Thursday, July 20, 2006

PPPs

Public Private Partnerships, that's what PPPs stands for and they have become the favoured finance tool for governments over here in Australia. Some bright spark in the private banking world came up with a what was a good idea for the banks and financiers and sold it to the treasury officials at all levels of government.
I think they caught on in the way they have because we had a period in the 1980s -90s when government debt had become a bad word and these PPPs can disguise the cost of the debt and the government looks like it isn't borrowing the money. The end result is that as a society we pay way over the odds for infrastructure finance, on the pretext that the private sector is taking a risk, like a business taking out a loan to develop a project.

The problem with this argument is that there is no risk. The government isn't about to go away, fail, disappear.
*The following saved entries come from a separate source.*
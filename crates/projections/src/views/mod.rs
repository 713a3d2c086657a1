//! Read model views.

pub mod delivery_board;
pub mod driver_earnings;

pub use delivery_board::{AvailableDelivery, DeliveryBoardView};
pub use driver_earnings::{DriverEarnings, DriverEarningsView};
//! Feeds stored events to registered projections.

use event_store::{EventEnvelope, EventStore};
use futures_util::StreamExt;
use tokio::sync::Mutex;

use crate::Result;
use crate::projection::Projection;

/// Delivers events from an event store to projections.
///
/// - Catch-up: streams every stored event and hands each projection the ones
///   past its position
/// - Rebuild: resets every projection and replays from scratch
///
/// Catch-up runs are serialized, so concurrent readers refreshing the views
/// never deliver an event twice.
pub struct ProjectionProcessor<S: EventStore> {
    store: S,
    projections: Vec<Box<dyn Projection>>,
    catch_up: Mutex<()>,
}

impl<S: EventStore> ProjectionProcessor<S> {
    pub fn new(store: S) -> Self {
        Self {
            store,
            projections: Vec::new(),
            catch_up: Mutex::new(()),
        }
    }

    pub fn register(&mut self, projection: Box<dyn Projection>) {
        self.projections.push(projection);
    }

    pub fn projection_count(&self) -> usize {
        self.projections.len()
    }

    /// Brings every projection up to date. Returns how many deliveries were
    /// made across all projections.
    #[tracing::instrument(skip(self))]
    pub async fn run_catch_up(&self) -> Result<u64> {
        let _guard = self.catch_up.lock().await;

        let mut stream = self.store.stream_all_events().await?;
        let mut event_index: u64 = 0;
        let mut delivered: u64 = 0;

        while let Some(result) = stream.next().await {
            let event = result?;
            event_index += 1;

            for projection in &self.projections {
                if !projection.position().await.has_seen(event_index) {
                    projection.handle(&event).await?;
                    delivered += 1;
                }
            }
        }

        if delivered > 0 {
            metrics::counter!("projection_events_processed_total").increment(delivered);
            tracing::debug!(events = event_index, delivered, "projections caught up");
        }
        Ok(delivered)
    }

    /// Delivers a single event to every projection.
    #[tracing::instrument(skip(self, event), fields(event_type = %event.event_type))]
    pub async fn process_event(&self, event: &EventEnvelope) -> Result<()> {
        for projection in &self.projections {
            projection.handle(event).await?;
        }
        Ok(())
    }

    #[tracing::instrument(skip(self))]
    pub async fn rebuild_all(&self) -> Result<u64> {
        for projection in &self.projections {
            tracing::info!(projection = projection.name(), "resetting projection");
            projection.reset().await?;
        }
        self.run_catch_up().await
    }
}

#[cfg(test)]
mod tests {
    use super::*;
    use crate::fixtures::OrderScript;
    use crate::projection::ProjectionPosition;
    use async_trait::async_trait;
    use common::DriverId;
    use event_store::{AppendOptions, EventStoreExt, InMemoryEventStore};
    use std::sync::Arc;
    use tokio::sync::RwLock;

    /// Counts every event it sees.
    struct CountingProjection {
        count: Arc<RwLock<u64>>,
        position: Arc<RwLock<ProjectionPosition>>,
    }

    impl CountingProjection {
        fn new() -> Self {
            Self {
                count: Arc::new(RwLock::new(0)),
                position: Arc::new(RwLock::new(ProjectionPosition::zero())),
            }
        }
    }

    #[async_trait]
    impl Projection for CountingProjection {
        fn name(&self) -> &'static str {
            "CountingProjection"
        }

        async fn handle(&self, _event: &EventEnvelope) -> Result<()> {
            *self.count.write().await += 1;
            let mut pos = self.position.write().await;
            *pos = pos.advance();
            Ok(())
        }

        async fn position(&self) -> ProjectionPosition {
            *self.position.read().await
        }

        async fn reset(&self) -> Result<()> {
            *self.count.write().await = 0;
            *self.position.write().await = ProjectionPosition::zero();
            Ok(())
        }
    }

    async fn store_with_delivery() -> InMemoryEventStore {
        let store = InMemoryEventStore::new();
        let mut script = OrderScript::placed("bole", 500);
        script.deliver(DriverId::new(), 1.0, 2.0);
        store
            .append(script.envelopes.clone(), AppendOptions::expect_new())
            .await
            .unwrap();
        store
    }

    fn counting(processor: &mut ProjectionProcessor<InMemoryEventStore>) -> Arc<RwLock<u64>> {
        let projection = CountingProjection::new();
        let count = Arc::clone(&projection.count);
        processor.register(Box::new(projection));
        count
    }

    #[tokio::test]
    async fn catch_up_delivers_every_event_once() {
        let store = store_with_delivery().await;
        let total = store.event_count().await as u64;
        let mut processor = ProjectionProcessor::new(store);
        let count = counting(&mut processor);

        assert_eq!(processor.run_catch_up().await.unwrap(), total);
        assert_eq!(*count.read().await, total);

        assert_eq!(processor.run_catch_up().await.unwrap(), 0);
        assert_eq!(*count.read().await, total);
    }

    #[tokio::test]
    async fn catch_up_picks_up_new_events() {
        let store = store_with_delivery().await;
        let mut processor = ProjectionProcessor::new(store.clone());
        let count = counting(&mut processor);
        processor.run_catch_up().await.unwrap();
        let before = *count.read().await;

        let script = OrderScript::placed("bole", 500);
        store
            .append(script.envelopes.clone(), AppendOptions::expect_new())
            .await
            .unwrap();

        assert_eq!(processor.run_catch_up().await.unwrap(), 1);
        assert_eq!(*count.read().await, before + 1);
    }

    #[tokio::test]
    async fn rebuild_resets_and_replays() {
        let store = store_with_delivery().await;
        let total = store.event_count().await as u64;
        let mut processor = ProjectionProcessor::new(store);
        let count = counting(&mut processor);

        processor.run_catch_up().await.unwrap();
        processor.rebuild_all().await.unwrap();
        assert_eq!(*count.read().await, total);
    }

    #[tokio::test]
    async fn every_projection_is_fed() {
        let store = store_with_delivery().await;
        let total = store.event_count().await as u64;
        let mut processor = ProjectionProcessor::new(store);
        let first = counting(&mut processor);
        let second = counting(&mut processor);
        assert_eq!(processor.projection_count(), 2);

        assert_eq!(processor.run_catch_up().await.unwrap(), 2 * total);
        assert_eq!(*first.read().await, total);
        assert_eq!(*second.read().await, total);
    }

    #[tokio::test]
    async fn empty_store_delivers_nothing() {
        let mut processor = ProjectionProcessor::new(InMemoryEventStore::new());
        let count = counting(&mut processor);

        assert_eq!(processor.run_catch_up().await.unwrap(), 0);
        assert_eq!(*count.read().await, 0);
    }

    #[tokio::test]
    async fn concurrent_catch_ups_do_not_double_deliver() {
        let store = store_with_delivery().await;
        let total = store.event_count().await as u64;
        let mut processor = ProjectionProcessor::new(store);
        let count = counting(&mut processor);
        let processor = Arc::new(processor);

        let (a, b) = tokio::join!(processor.run_catch_up(), processor.run_catch_up());
        assert_eq!(a.unwrap() + b.unwrap(), total);
        assert_eq!(*count.read().await, total);
    }

    #[tokio::test]
    async fn single_event_is_delivered() {
        let mut processor = ProjectionProcessor::new(InMemoryEventStore::new());
        let count = counting(&mut processor);
        let script = OrderScript::placed("bole", 500);

        processor.process_event(&script.envelopes[0]).await.unwrap();
        assert_eq!(*count.read().await, 1);
    }
}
The infrastructure being built/financed is a school, hospital, college, road, etc. The amounts of money being wasted on high fees and interest charges is not chicken feed. To add insult to injury, the governments that are doing this are by and large Labor, and Labor voters don't like this type of private finance for public infrastructure.

Chickens: Are being fed on Soya beans grown on land cleared from the places like the Amazon rain forest. Think about it, how green is my chicken?

On a lighter note, all the PPPs in the world can't take away the beauty of a sunny winters day, even if it is bloody cold.